In breve, la procedura (riservata agli imprenditori in crisi) prevede che il tribunale, su istanza di creditori o d’ufficio, dichiari l’apertura con sentenza, nominando un curatore e (se del caso) un comitato dei creditori. La sentenza viene iscritta al Registro delle Imprese e da quel momento tutti i beni del debitore vengono acquisiti nella massa da liquidare. Le norme di legge determinano gli effetti immediati di tale sentenza su patrimonio, contratti, gestione aziendale, rapporti di lavoro e atti esecutivi. Nelle sezioni seguenti analizziamo nel dettaglio, con cenni giurisprudenziali e casi pratici, cosa succede dopo la sentenza di apertura della liquidazione giudiziale.
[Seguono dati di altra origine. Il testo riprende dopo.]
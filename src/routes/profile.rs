// ABOUTME: Route handlers for the profile REST API
// ABOUTME: Provides profile read/update, BMR write, and avatar upload endpoints
//
// SPDX-License-Identifier: MIT OR Apache-2.0

//! Profile routes
//!
//! Reads and writes the authenticated user's profile. Partial updates are
//! allow-listed: fields not in [`ProfileUpdate`] are ignored even if present
//! in the request body. Avatar upload persists a file and then writes the
//! reference onto the record; the two effects are not transactional, so a
//! record-write failure can leave an orphaned file behind.

use crate::{
    auth::AuthResult,
    database::ProfileUpdate,
    errors::AppError,
    models::UserProfile,
    resources::ServerResources,
};
use axum::{
    extract::{Multipart, State},
    http::{HeaderMap, StatusCode},
    response::{IntoResponse, Response},
    routing::{get, post, put},
    Json, Router,
};
use serde::{Deserialize, Serialize};
use std::path::Path;
use std::sync::Arc;
use uuid::Uuid;

/// Plausible BMR range in kcal/day; writes outside it are rejected
const BMR_RANGE: std::ops::RangeInclusive<i64> = 0..=10_000;

/// BMR update request
#[derive(Debug, Deserialize)]
pub struct BmrRequest {
    pub bmr: i64,
}

/// BMR update response
#[derive(Debug, Serialize, Deserialize)]
pub struct BmrResponse {
    pub bmr: i64,
}

/// Avatar upload response
#[derive(Debug, Serialize, Deserialize)]
pub struct AvatarResponse {
    #[serde(rename = "profilePic")]
    pub profile_pic: String,
    pub user: UserProfile,
}

/// Profile route handlers
pub struct ProfileRoutes;

impl ProfileRoutes {
    /// Create all profile routes
    pub fn routes(resources: Arc<ServerResources>) -> Router {
        Router::new()
            .route("/api/profile", get(Self::handle_get))
            .route("/api/profile", put(Self::handle_update))
            .route("/api/profile/bmr", put(Self::handle_update_bmr))
            .route("/api/profile/avatar", post(Self::handle_upload_avatar))
            .with_state(resources)
    }

    async fn authenticate(
        headers: &HeaderMap,
        resources: &Arc<ServerResources>,
    ) -> Result<AuthResult, AppError> {
        resources.auth_middleware.authenticate_request(headers).await
    }

    /// Handle GET /api/profile - the allow-listed field subset
    async fn handle_get(
        State(resources): State<Arc<ServerResources>>,
        headers: HeaderMap,
    ) -> Result<Response, AppError> {
        let auth = Self::authenticate(&headers, &resources).await?;

        let user = resources
            .database
            .get_user(auth.user_id)
            .await
            .map_err(|e| AppError::database(e.to_string()))?
            .ok_or_else(|| AppError::not_found(format!("User {}", auth.user_id)))?;

        Ok((StatusCode::OK, Json(user.profile())).into_response())
    }

    /// Handle PUT /api/profile - partial update of allow-listed fields
    async fn handle_update(
        State(resources): State<Arc<ServerResources>>,
        headers: HeaderMap,
        Json(update): Json<ProfileUpdate>,
    ) -> Result<Response, AppError> {
        let auth = Self::authenticate(&headers, &resources).await?;

        if let Some(age) = update.age {
            if age < 0 {
                return Err(AppError::out_of_range("age must be non-negative"));
            }
        }
        for (field, value) in [("weight", update.weight), ("height", update.height)] {
            if let Some(v) = value {
                if !v.is_finite() || v < 0.0 {
                    return Err(AppError::out_of_range(format!(
                        "{field} must be a non-negative number"
                    )));
                }
            }
        }

        let user = resources
            .database
            .update_profile(auth.user_id, &update)
            .await
            .map_err(|e| AppError::database(e.to_string()))?;

        Ok((StatusCode::OK, Json(user.profile())).into_response())
    }

    /// Handle PUT /api/profile/bmr - unconditional overwrite within bounds
    async fn handle_update_bmr(
        State(resources): State<Arc<ServerResources>>,
        headers: HeaderMap,
        Json(request): Json<BmrRequest>,
    ) -> Result<Response, AppError> {
        let auth = Self::authenticate(&headers, &resources).await?;

        if !BMR_RANGE.contains(&request.bmr) {
            return Err(AppError::out_of_range(format!(
                "bmr must be between {} and {}",
                BMR_RANGE.start(),
                BMR_RANGE.end()
            )));
        }

        let bmr = resources
            .database
            .update_bmr(auth.user_id, request.bmr)
            .await
            .map_err(|e| AppError::database(e.to_string()))?;

        Ok((StatusCode::OK, Json(BmrResponse { bmr })).into_response())
    }

    /// Handle POST /api/profile/avatar - multipart upload of field `avatar`
    async fn handle_upload_avatar(
        State(resources): State<Arc<ServerResources>>,
        headers: HeaderMap,
        mut multipart: Multipart,
    ) -> Result<Response, AppError> {
        let auth = Self::authenticate(&headers, &resources).await?;

        let mut upload: Option<(String, Vec<u8>)> = None;
        while let Some(field) = multipart
            .next_field()
            .await
            .map_err(|e| AppError::invalid_input(format!("Malformed multipart body: {e}")))?
        {
            if field.name() == Some("avatar") {
                let file_name = field.file_name().unwrap_or("avatar.png").to_owned();
                let data = field
                    .bytes()
                    .await
                    .map_err(|e| AppError::invalid_input(format!("Failed to read upload: {e}")))?;
                upload = Some((file_name, data.to_vec()));
            }
        }

        let Some((original_name, data)) = upload else {
            return Err(AppError::new(
                crate::errors::ErrorCode::MissingRequiredField,
                "No file uploaded",
            ));
        };

        let public_path = Self::store_avatar(&resources, auth.user_id, &original_name, &data).await?;

        let user = resources
            .database
            .update_profile_pic(auth.user_id, &public_path)
            .await
            .map_err(|e| AppError::database(e.to_string()))?;

        tracing::info!(user_id = %auth.user_id, path = %public_path, "avatar uploaded");

        Ok((
            StatusCode::OK,
            Json(AvatarResponse {
                profile_pic: public_path,
                user: user.profile(),
            }),
        )
            .into_response())
    }

    /// Write the avatar to the uploads dir and return its public path
    ///
    /// Filenames embed the user id and a fresh UUID, so every upload produces
    /// a reference distinct from any previously issued one.
    async fn store_avatar(
        resources: &ServerResources,
        user_id: Uuid,
        original_name: &str,
        data: &[u8],
    ) -> Result<String, AppError> {
        let ext = Path::new(original_name)
            .extension()
            .and_then(|e| e.to_str())
            .unwrap_or("png");
        let file_name = format!("{user_id}-{}.{ext}", Uuid::new_v4());

        let uploads_dir = &resources.config.uploads_dir;
        tokio::fs::create_dir_all(uploads_dir)
            .await
            .map_err(|e| AppError::storage(format!("Failed to create uploads dir: {e}")))?;
        tokio::fs::write(uploads_dir.join(&file_name), data)
            .await
            .map_err(|e| AppError::storage(format!("Failed to write avatar: {e}")))?;

        Ok(format!("/uploads/{file_name}"))
    }
}
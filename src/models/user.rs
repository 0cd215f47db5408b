// ABOUTME: User models for the FitBurn authentication and profile system
// ABOUTME: User record, profile response subset, and token-response summary definitions
//
// SPDX-License-Identifier: MIT OR Apache-2.0

use chrono::{DateTime, Utc};
use serde::{Deserialize, Serialize};
use uuid::Uuid;

/// Represents a user record
///
/// Users are created on signup or on first Google login and are never deleted
/// by any exposed operation. The running calorie total lives on the record so
/// the accumulator can increment it atomically at the storage layer.
#[derive(Debug, Clone, Serialize, Deserialize)]
pub struct User {
    /// Unique user identifier
    pub id: Uuid,
    /// Display name
    pub name: String,
    /// User email address (unique)
    pub email: String,
    /// Hashed password; `None` for users created via Google login
    pub password_hash: Option<String>,
    /// Google account id if the user authenticated via Google (unique, sparse)
    pub google_id: Option<String>,
    /// Public path of the uploaded avatar, if any
    pub profile_pic: Option<String>,
    /// Organization the user belongs to
    pub organization: Option<String>,
    /// Age in years
    pub age: Option<i64>,
    /// Weight in kg
    pub weight: Option<f64>,
    /// Height in cm
    pub height: Option<f64>,
    /// Basal metabolic rate in kcal/day, computed client-side
    pub bmr: i64,
    /// Running calorie-burn total
    pub total_calories: i64,
    /// When the user account was created
    pub created_at: DateTime<Utc>,
}

impl User {
    /// Create a new user with the given email and password hash
    #[must_use]
    pub fn new(name: String, email: String, password_hash: Option<String>) -> Self {
        Self {
            id: Uuid::new_v4(),
            name,
            email,
            password_hash,
            google_id: None,
            profile_pic: None,
            organization: None,
            age: None,
            weight: None,
            height: None,
            bmr: 0,
            total_calories: 0,
            created_at: Utc::now(),
        }
    }

    /// Create a new user from a Google identity (no password credential)
    #[must_use]
    pub fn from_google(google_id: String, name: String, email: String) -> Self {
        let mut user = Self::new(name, email, None);
        user.google_id = Some(google_id);
        user
    }

    /// The allow-listed profile view of this record
    #[must_use]
    pub fn profile(&self) -> UserProfile {
        UserProfile {
            name: self.name.clone(),
            email: self.email.clone(),
            organization: self.organization.clone(),
            age: self.age,
            weight: self.weight,
            height: self.height,
            profile_pic: self.profile_pic.clone(),
            bmr: self.bmr,
        }
    }

    /// The short summary embedded in login/OAuth responses
    #[must_use]
    pub fn summary(&self) -> UserSummary {
        UserSummary {
            id: self.id,
            name: self.name.clone(),
            email: self.email.clone(),
            profile_pic: self.profile_pic.clone(),
        }
    }
}

/// Allow-listed profile field subset returned to clients
///
/// Never includes the password hash or external-identity id.
#[derive(Debug, Clone, PartialEq, Serialize, Deserialize)]
pub struct UserProfile {
    pub name: String,
    pub email: String,
    pub organization: Option<String>,
    pub age: Option<i64>,
    pub weight: Option<f64>,
    pub height: Option<f64>,
    #[serde(rename = "profilePic")]
    pub profile_pic: Option<String>,
    pub bmr: i64,
}

/// Short user summary embedded in authentication responses
#[derive(Debug, Clone, Serialize, Deserialize)]
pub struct UserSummary {
    pub id: Uuid,
    pub name: String,
    pub email: String,
    #[serde(rename = "profilePic")]
    pub profile_pic: Option<String>,
}
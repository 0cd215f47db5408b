// ABOUTME: Integration tests for registration, login, and session enforcement
// ABOUTME: Exercises the auth routes end to end over a temp database
//
// SPDX-License-Identifier: MIT OR Apache-2.0

#![allow(clippy::unwrap_used, clippy::expect_used, clippy::panic)]

mod common;

use axum::http::StatusCode;
use common::{register_user, request_json, spawn_app};
use serde_json::json;

#[tokio::test]
async fn test_register_login_profile_roundtrip() {
    let app = spawn_app().await;

    let (status, body) = request_json(
        &app.router,
        "POST",
        "/api/auth/register",
        None,
        Some(json!({ "email": "a@x.com", "password": "secret1", "name": "Ada" })),
    )
    .await;
    assert_eq!(status, StatusCode::CREATED);
    assert!(body["token"].as_str().unwrap().len() > 20);
    assert_eq!(body["user"]["email"], "a@x.com");
    assert_eq!(body["user"]["name"], "Ada");

    let (status, body) = request_json(
        &app.router,
        "POST",
        "/api/auth/login",
        None,
        Some(json!({ "email": "a@x.com", "password": "secret1" })),
    )
    .await;
    assert_eq!(status, StatusCode::OK);
    let token = body["token"].as_str().unwrap().to_owned();

    let (status, body) =
        request_json(&app.router, "GET", "/api/profile", Some(&token), None).await;
    assert_eq!(status, StatusCode::OK);
    assert_eq!(body["email"], "a@x.com");
    assert_eq!(body["bmr"], 0);

    let (status, body) =
        request_json(&app.router, "GET", "/api/calories/total", Some(&token), None).await;
    assert_eq!(status, StatusCode::OK);
    assert_eq!(body["totalCalories"], 0);
}

#[tokio::test]
async fn test_login_failures_use_one_generic_message() {
    let app = spawn_app().await;
    register_user(&app.router, "a@x.com", "secret1", "Ada").await;

    let (status, unknown_email) = request_json(
        &app.router,
        "POST",
        "/api/auth/login",
        None,
        Some(json!({ "email": "nobody@x.com", "password": "secret1" })),
    )
    .await;
    assert_eq!(status, StatusCode::UNAUTHORIZED);

    let (status, wrong_password) = request_json(
        &app.router,
        "POST",
        "/api/auth/login",
        None,
        Some(json!({ "email": "a@x.com", "password": "wrong-password" })),
    )
    .await;
    assert_eq!(status, StatusCode::UNAUTHORIZED);

    // The message must not reveal which credential was wrong
    assert_eq!(unknown_email["message"], wrong_password["message"]);
    assert_eq!(unknown_email["message"], "Invalid email or password");
}

#[tokio::test]
async fn test_register_duplicate_email_conflict() {
    let app = spawn_app().await;
    register_user(&app.router, "a@x.com", "secret1", "Ada").await;

    let (status, _) = request_json(
        &app.router,
        "POST",
        "/api/auth/register",
        None,
        Some(json!({ "email": "a@x.com", "password": "another7", "name": "Imposter" })),
    )
    .await;
    assert_eq!(status, StatusCode::CONFLICT);
}

#[tokio::test]
async fn test_register_rejects_invalid_input() {
    let app = spawn_app().await;

    let (status, _) = request_json(
        &app.router,
        "POST",
        "/api/auth/register",
        None,
        Some(json!({ "email": "not-an-email", "password": "secret1", "name": "Ada" })),
    )
    .await;
    assert_eq!(status, StatusCode::BAD_REQUEST);

    let (status, _) = request_json(
        &app.router,
        "POST",
        "/api/auth/register",
        None,
        Some(json!({ "email": "a@x.com", "password": "short", "name": "Ada" })),
    )
    .await;
    assert_eq!(status, StatusCode::BAD_REQUEST);

    let (status, _) = request_json(
        &app.router,
        "POST",
        "/api/auth/register",
        None,
        Some(json!({ "email": "a@x.com", "password": "secret1", "name": "  " })),
    )
    .await;
    assert_eq!(status, StatusCode::BAD_REQUEST);
}

#[tokio::test]
async fn test_protected_routes_reject_missing_or_bad_tokens() {
    let app = spawn_app().await;

    for path in ["/api/profile", "/api/calories/total"] {
        let (status, _) = request_json(&app.router, "GET", path, None, None).await;
        assert_eq!(status, StatusCode::UNAUTHORIZED, "no token on {path}");

        let (status, _) =
            request_json(&app.router, "GET", path, Some("not-a-real-token"), None).await;
        assert_eq!(status, StatusCode::UNAUTHORIZED, "garbage token on {path}");
    }
}

#[tokio::test]
async fn test_google_login_without_configuration_fails_cleanly() {
    let app = spawn_app().await;

    let (status, _) = request_json(&app.router, "GET", "/auth/google", None, None).await;
    assert_eq!(status, StatusCode::INTERNAL_SERVER_ERROR);
}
1. Effetti patrimoniali e concorsualità
- Costituzione del concorso – Dal giorno della sentenza di apertura si apre il concorso dei creditori sul patrimonio del debitore: tutti i crediti (anche privilegiati o prededucibili) e i diritti reali devono essere accertati nel procedimento concorsuale (art. 151 CCII). In pratica, il credito tributario dell’Erario, i debiti verso fornitori, le fideiussioni, le ipoteche e ogni altro debito confluiscono nella massa passiva e saranno soddisfatti secondo gli ordinamenti di graduazione (privilegi, prededuzione, chirografari). Ad esempio, i crediti prededucibili (ad es. crediti per compenso del curatore, imposte maturate dopo l’apertura, spese di procedura) saranno soddisfatti per primi con l’attivo della procedura. I creditori con pegno o privilegio su beni mobili possono chiedere di realizzare autonomamente la garanzia (con autorizzazione del giudice e previa ammissione in passivo).
- Blocco delle esecuzioni – Dalla data di apertura (e salvo diversa disposizione) sono sospese tutte le azioni esecutive o cautelari individuali promosse su beni compresi nella procedura (art. 150 CCII). In altre parole, nessun creditore può più agire separatamente (pignorare o sequestrare) sui beni dell’impresa dopo l’apertura. I creditori garantiti (es. con pegno o ipoteca) dovranno seguire la procedura interna o chiedere l’autorizzazione alla vendita fuori procedura (art. 152 CCII). Questa regola garantisce l’uguaglianza concorsuale: le eventuali impugnazioni o sequestri pendenti diventano inoperanti e il curatore ne informa il giudice delegato.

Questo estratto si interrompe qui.